Wednesday, November 05, 2014

2 Pastors and 90-year-old activist charged with feeding the homeless

This story has gone viral.

It's true that homeless people bring with them a host of social problems.

This ban on feeding the homeless is intended to hide those problems in this prime tourist destination. Who wants grubby homeless men peeing on the sidewalk and leaving their cigarette butts everywhere?

That being said, just because one has a desirable goal-- that of containing social problems-- doesn't mean that homeless people-- or those who feed them-- lose their human rights.

The purpose of this policy is to essentially destroy street life, where you eat, sleep, and do everything on the street.

In a city memo calls this the Housing First policy: get the homeless into housing first, treat their other problems later.

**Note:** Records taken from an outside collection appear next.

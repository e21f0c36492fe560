//! Store configuration

use std::path::PathBuf;

/// Location of the index database.
#[derive(Debug, Clone, PartialEq, Eq)]
pub enum DatabaseFile {
    /// A regular file on disk, created on first open.
    OnDisk(PathBuf),
    /// An in-memory database. `Some(name)` opens a named database with a
    /// shared cache so several connections see the same data; `None` opens
    /// an isolated database visible to a single connection only.
    InMemory(Option<String>),
}

impl DatabaseFile {
    /// Build the SQLite URI filename for this location and access mode.
    pub fn connection_uri(&self, mode: ConnectionType) -> String {
        match self {
            DatabaseFile::OnDisk(path) => {
                format!("file:{}?mode={}", path.display(), mode.uri_mode())
            }
            DatabaseFile::InMemory(Some(name)) => {
                format!("file:{}?mode=memory&cache=shared", name)
            }
            DatabaseFile::InMemory(None) => ":memory:".to_string(),
        }
    }

    pub fn is_in_memory(&self) -> bool {
        matches!(self, DatabaseFile::InMemory(_))
    }
}

/// Access mode of a connection.
#[derive(Debug, Clone, Copy, PartialEq, Eq)]
pub enum ConnectionType {
    ReadOnly,
    ReadWrite,
}

impl ConnectionType {
    pub fn as_str(&self) -> &'static str {
        match self {
            ConnectionType::ReadOnly => "read-only",
            ConnectionType::ReadWrite => "read-write",
        }
    }

    fn uri_mode(&self) -> &'static str {
        match self {
            ConnectionType::ReadOnly => "ro",
            ConnectionType::ReadWrite => "rwc",
        }
    }
}

/// Whether to install the full index set at startup.
///
/// Deferring the non-essential indexes speeds up bulk ingest considerably;
/// queries that need one get it as a temporary index in the meantime.
#[derive(Debug, Clone, Copy, PartialEq, Eq, Default)]
pub enum DeferIndexes {
    #[default]
    InstallIfNotExist,
    SkipNonEssential,
}

/// The maximum number of slots the store guarantees can be rolled back.
///
/// Drives checkpoint retention, input pruning and binary-data collection:
/// anything older than `tip - k` is eligible for removal.
#[derive(Debug, Clone, Copy, PartialEq, Eq)]
pub struct LongestRollback(u64);

impl LongestRollback {
    /// Returns `None` for a zero window, which would make every row
    /// immediately prunable.
    pub fn new(slots: u64) -> Option<Self> {
        if slots == 0 {
            None
        } else {
            Some(Self(slots))
        }
    }

    pub fn get(&self) -> u64 {
        self.0
    }
}

impl Default for LongestRollback {
    fn default() -> Self {
        Self(2160)
    }
}

/// Row counts and version information, as reported by the maintenance CLI.
#[derive(Debug, Clone)]
pub struct StoreStats {
    pub schema_version: u64,
    pub tip: Option<u64>,
    pub input_count: u64,
    pub checkpoint_count: u64,
    pub pattern_count: u64,
    pub binary_data_count: u64,
    pub script_count: u64,
}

I don't believe homelessness is a right. It's every adult's responsibility to find proper shelter. Homelessness is not a right. That being said: what happens if a homeless person doesn't like this government management of his life?  What if he doesn't want to live in social housing he doesn't like the conditions to which he is subject if he wishes to keep his housing? Do homeless adults lose the right to manage their lives just because they lack shelter?

In that context, the criminalization of feeding homeless people seems very discriminatory. They can't eat because the government wants them in social housing and they don't have a choice on the matter?